▶ Task brief
Only a number is expected here: the count of lines in this data where "impl" occurs.

▶ Material provided

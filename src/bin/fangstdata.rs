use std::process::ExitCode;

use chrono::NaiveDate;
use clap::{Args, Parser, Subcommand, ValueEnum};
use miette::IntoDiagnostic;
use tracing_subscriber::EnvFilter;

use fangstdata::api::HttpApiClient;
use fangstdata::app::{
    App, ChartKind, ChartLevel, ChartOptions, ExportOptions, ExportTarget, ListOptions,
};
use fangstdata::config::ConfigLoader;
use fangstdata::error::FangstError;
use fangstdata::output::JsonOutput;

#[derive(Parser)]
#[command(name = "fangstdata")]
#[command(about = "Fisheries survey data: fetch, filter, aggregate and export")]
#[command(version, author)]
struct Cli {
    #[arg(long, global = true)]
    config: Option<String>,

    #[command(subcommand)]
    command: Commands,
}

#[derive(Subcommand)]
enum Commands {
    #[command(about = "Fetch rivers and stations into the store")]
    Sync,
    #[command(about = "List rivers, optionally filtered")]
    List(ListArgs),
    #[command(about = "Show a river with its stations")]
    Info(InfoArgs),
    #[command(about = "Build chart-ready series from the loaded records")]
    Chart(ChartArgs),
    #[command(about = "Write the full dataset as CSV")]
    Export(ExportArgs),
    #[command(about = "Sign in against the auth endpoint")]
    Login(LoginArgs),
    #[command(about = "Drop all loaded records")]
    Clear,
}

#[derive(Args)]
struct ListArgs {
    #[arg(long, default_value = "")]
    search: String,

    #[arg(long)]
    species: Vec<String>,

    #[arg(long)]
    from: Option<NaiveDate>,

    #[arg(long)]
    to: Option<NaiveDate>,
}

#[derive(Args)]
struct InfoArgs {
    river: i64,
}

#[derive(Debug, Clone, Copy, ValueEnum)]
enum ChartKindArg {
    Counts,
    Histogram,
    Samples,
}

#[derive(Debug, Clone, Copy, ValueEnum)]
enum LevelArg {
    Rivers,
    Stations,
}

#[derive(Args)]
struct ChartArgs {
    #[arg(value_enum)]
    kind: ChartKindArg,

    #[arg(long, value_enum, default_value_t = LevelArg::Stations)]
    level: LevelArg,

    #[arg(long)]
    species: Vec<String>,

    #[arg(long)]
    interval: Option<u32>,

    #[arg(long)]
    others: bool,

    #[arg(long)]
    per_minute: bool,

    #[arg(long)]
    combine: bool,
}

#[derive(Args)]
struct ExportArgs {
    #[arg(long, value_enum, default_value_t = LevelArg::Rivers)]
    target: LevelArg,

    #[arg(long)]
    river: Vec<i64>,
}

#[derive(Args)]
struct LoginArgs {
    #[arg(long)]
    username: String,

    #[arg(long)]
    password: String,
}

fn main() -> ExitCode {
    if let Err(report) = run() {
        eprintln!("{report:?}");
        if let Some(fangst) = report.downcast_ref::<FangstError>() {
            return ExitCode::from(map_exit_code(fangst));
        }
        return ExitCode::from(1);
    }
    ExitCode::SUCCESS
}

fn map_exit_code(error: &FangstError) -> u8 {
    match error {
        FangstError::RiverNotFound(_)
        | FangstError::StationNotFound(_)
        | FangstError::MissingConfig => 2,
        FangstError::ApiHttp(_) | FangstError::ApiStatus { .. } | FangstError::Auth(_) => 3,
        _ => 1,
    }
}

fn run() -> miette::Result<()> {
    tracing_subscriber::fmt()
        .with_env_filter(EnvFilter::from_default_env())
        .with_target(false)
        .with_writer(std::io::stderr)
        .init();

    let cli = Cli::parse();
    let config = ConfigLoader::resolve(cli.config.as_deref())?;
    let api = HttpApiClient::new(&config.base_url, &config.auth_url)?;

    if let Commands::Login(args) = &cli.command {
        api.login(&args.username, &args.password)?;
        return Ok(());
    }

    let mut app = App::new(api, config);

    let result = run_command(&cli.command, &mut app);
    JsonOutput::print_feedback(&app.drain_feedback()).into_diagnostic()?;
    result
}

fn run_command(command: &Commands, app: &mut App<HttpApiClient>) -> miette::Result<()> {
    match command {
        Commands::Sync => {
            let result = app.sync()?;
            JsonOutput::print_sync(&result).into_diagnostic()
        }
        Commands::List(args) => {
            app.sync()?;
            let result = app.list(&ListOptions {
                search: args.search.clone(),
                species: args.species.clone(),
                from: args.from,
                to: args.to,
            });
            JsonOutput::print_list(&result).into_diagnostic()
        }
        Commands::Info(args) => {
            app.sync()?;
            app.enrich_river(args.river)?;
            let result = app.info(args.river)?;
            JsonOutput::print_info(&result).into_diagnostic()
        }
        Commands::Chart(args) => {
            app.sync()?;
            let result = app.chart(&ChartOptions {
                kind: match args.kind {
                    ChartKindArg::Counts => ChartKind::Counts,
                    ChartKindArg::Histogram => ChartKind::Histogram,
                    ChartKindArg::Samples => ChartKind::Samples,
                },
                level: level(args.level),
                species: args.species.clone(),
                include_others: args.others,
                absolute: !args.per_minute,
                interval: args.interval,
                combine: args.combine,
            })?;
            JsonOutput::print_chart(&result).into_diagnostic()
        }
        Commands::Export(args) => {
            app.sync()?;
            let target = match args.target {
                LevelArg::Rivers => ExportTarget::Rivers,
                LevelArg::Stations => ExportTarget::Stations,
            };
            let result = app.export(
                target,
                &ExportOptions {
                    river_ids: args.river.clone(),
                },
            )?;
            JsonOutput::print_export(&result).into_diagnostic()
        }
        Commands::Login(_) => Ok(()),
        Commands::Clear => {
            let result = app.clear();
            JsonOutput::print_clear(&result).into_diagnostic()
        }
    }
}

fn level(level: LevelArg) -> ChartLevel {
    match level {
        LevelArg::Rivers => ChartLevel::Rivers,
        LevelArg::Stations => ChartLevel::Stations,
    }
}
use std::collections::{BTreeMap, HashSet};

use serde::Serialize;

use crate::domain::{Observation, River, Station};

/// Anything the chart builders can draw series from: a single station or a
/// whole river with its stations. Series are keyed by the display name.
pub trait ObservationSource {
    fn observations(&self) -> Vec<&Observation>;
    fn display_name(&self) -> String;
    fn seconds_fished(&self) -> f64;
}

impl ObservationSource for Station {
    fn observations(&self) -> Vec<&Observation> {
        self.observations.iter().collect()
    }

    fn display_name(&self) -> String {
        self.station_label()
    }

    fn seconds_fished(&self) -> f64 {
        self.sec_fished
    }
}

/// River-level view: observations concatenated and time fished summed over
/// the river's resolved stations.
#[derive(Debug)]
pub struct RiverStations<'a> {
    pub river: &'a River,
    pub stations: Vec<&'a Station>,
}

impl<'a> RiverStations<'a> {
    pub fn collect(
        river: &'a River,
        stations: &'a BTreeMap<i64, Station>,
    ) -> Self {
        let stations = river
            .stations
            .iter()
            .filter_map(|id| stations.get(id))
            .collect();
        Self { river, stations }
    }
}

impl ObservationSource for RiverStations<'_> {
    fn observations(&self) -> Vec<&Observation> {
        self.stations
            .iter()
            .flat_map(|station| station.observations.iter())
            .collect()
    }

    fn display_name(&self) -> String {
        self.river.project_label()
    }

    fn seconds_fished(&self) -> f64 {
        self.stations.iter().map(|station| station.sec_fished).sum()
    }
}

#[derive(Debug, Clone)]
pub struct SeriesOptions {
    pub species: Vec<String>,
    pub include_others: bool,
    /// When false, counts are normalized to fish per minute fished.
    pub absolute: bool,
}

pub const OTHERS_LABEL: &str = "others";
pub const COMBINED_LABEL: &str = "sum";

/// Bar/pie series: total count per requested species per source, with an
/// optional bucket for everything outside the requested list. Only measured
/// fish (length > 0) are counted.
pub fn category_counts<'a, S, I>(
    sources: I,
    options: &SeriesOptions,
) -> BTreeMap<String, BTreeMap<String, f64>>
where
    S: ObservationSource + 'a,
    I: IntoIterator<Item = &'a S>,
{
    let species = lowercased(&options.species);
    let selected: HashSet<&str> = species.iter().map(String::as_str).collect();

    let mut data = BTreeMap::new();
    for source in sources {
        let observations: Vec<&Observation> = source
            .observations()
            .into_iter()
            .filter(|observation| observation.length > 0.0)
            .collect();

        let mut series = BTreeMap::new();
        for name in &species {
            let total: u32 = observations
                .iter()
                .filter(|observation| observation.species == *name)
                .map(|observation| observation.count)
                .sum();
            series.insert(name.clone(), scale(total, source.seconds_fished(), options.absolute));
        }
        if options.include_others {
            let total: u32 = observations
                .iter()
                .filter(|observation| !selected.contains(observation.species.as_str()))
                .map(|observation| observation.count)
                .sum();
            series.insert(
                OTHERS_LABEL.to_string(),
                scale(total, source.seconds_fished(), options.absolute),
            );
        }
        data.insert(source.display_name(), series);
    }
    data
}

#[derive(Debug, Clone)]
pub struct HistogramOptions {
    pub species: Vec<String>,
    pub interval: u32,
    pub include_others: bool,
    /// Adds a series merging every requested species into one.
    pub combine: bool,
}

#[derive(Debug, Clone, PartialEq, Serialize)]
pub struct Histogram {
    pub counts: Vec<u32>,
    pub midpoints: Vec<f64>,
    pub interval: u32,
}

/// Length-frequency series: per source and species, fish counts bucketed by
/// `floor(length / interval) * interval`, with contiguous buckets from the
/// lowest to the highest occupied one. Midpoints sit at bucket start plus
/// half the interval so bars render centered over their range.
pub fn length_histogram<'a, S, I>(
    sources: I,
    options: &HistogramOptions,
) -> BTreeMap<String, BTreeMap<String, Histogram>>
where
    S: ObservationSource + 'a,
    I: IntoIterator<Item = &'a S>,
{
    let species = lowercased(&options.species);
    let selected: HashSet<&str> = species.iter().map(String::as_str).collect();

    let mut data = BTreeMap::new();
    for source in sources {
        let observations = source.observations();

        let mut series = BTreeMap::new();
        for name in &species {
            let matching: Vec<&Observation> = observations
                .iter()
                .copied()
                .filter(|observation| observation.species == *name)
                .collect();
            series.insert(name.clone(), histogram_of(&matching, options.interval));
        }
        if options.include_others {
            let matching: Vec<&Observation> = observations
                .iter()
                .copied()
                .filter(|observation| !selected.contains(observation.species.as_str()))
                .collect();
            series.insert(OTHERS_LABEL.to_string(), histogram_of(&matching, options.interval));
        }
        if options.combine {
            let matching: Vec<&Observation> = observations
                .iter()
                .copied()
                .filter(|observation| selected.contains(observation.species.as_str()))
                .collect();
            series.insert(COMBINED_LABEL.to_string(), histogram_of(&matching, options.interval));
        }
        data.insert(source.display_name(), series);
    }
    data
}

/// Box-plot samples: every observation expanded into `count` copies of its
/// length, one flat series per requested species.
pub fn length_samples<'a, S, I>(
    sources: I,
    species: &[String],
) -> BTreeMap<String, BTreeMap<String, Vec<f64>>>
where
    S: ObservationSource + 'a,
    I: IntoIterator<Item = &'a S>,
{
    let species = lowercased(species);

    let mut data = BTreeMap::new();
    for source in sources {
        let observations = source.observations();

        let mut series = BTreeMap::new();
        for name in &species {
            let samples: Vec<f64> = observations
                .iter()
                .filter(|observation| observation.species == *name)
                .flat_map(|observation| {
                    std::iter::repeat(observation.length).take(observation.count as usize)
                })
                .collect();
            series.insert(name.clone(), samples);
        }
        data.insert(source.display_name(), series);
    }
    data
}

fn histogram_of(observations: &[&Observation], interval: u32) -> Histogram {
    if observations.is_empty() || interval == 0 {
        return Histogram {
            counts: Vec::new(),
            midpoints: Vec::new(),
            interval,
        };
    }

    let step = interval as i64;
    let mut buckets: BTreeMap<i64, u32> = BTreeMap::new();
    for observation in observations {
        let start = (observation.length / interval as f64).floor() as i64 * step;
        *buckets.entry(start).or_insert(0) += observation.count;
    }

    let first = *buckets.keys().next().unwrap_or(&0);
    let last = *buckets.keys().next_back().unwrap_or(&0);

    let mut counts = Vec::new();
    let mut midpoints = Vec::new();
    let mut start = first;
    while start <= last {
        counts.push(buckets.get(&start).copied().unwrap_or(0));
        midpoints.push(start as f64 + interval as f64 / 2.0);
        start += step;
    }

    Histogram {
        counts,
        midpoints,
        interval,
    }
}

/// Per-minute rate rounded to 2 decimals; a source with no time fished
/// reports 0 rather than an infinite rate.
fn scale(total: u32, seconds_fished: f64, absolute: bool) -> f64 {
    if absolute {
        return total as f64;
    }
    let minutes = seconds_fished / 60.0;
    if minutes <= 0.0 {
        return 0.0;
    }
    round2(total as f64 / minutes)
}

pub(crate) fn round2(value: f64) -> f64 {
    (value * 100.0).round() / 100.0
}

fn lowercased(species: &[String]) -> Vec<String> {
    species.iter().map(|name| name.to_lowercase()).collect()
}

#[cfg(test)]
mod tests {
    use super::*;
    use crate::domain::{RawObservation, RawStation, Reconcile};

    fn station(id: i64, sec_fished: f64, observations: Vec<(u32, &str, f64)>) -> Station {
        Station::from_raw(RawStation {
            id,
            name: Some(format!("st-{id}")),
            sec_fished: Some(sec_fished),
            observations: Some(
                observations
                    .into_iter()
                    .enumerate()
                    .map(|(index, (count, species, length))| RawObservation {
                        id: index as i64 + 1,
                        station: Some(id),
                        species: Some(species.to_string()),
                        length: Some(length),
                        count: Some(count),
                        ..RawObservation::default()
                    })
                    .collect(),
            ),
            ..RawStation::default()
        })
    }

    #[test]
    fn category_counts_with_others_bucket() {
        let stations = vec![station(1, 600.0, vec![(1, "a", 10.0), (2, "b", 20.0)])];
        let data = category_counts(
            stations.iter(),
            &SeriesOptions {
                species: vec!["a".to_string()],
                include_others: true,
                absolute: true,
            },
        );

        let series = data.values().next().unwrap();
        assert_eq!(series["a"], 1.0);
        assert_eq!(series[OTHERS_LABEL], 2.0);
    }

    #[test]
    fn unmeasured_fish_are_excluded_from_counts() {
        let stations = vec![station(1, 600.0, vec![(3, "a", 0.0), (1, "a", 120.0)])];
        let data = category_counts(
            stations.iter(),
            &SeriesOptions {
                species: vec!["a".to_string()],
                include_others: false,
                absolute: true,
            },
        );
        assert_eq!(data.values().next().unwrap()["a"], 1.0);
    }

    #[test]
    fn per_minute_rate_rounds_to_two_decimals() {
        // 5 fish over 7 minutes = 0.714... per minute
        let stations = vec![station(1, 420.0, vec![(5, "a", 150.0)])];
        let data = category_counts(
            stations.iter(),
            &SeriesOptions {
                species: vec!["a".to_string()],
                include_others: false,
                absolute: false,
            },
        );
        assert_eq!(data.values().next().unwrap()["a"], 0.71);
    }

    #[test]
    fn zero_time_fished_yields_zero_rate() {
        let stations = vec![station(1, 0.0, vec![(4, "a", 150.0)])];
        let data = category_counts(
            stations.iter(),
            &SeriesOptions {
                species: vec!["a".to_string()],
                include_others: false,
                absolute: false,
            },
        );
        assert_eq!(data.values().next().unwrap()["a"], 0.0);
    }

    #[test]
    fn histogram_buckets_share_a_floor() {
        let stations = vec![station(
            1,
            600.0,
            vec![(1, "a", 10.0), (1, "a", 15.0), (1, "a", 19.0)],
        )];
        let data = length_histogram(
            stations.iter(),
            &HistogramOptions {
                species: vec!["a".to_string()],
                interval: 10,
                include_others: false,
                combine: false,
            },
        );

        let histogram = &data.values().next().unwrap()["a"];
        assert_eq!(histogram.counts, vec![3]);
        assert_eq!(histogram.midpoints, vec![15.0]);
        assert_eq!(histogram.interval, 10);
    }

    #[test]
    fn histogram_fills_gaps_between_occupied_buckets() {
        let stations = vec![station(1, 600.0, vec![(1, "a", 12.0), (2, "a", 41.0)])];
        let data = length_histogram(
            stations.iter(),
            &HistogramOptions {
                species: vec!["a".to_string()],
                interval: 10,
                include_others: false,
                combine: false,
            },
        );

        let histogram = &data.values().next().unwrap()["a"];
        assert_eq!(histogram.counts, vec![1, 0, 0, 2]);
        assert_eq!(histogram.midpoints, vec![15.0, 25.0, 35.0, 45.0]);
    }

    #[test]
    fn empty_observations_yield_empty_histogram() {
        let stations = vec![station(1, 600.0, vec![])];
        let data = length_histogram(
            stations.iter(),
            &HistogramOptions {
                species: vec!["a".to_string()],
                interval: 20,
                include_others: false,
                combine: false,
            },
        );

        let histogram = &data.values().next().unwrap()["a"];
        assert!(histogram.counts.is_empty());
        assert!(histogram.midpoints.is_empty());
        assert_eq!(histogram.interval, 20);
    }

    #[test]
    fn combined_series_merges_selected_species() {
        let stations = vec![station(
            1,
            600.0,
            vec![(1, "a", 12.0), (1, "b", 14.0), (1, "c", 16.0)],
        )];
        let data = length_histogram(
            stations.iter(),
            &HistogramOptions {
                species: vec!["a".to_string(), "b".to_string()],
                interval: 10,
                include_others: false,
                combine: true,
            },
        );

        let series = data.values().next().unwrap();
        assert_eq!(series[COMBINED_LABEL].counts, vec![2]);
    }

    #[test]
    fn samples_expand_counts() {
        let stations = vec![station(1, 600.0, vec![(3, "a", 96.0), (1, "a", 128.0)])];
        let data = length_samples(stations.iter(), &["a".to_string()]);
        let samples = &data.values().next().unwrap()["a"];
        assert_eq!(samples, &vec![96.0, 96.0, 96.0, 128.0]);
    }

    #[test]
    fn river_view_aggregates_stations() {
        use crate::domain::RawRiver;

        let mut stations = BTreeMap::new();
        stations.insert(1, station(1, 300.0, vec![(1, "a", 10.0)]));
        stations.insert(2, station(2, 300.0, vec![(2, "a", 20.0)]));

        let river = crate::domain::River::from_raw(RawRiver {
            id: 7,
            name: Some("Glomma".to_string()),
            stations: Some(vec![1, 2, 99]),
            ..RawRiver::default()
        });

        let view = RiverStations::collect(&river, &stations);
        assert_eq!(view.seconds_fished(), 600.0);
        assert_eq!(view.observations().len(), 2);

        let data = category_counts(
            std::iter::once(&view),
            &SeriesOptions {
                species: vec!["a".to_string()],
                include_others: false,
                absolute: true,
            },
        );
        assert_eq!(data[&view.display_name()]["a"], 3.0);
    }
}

▶ Solution to this exercise
3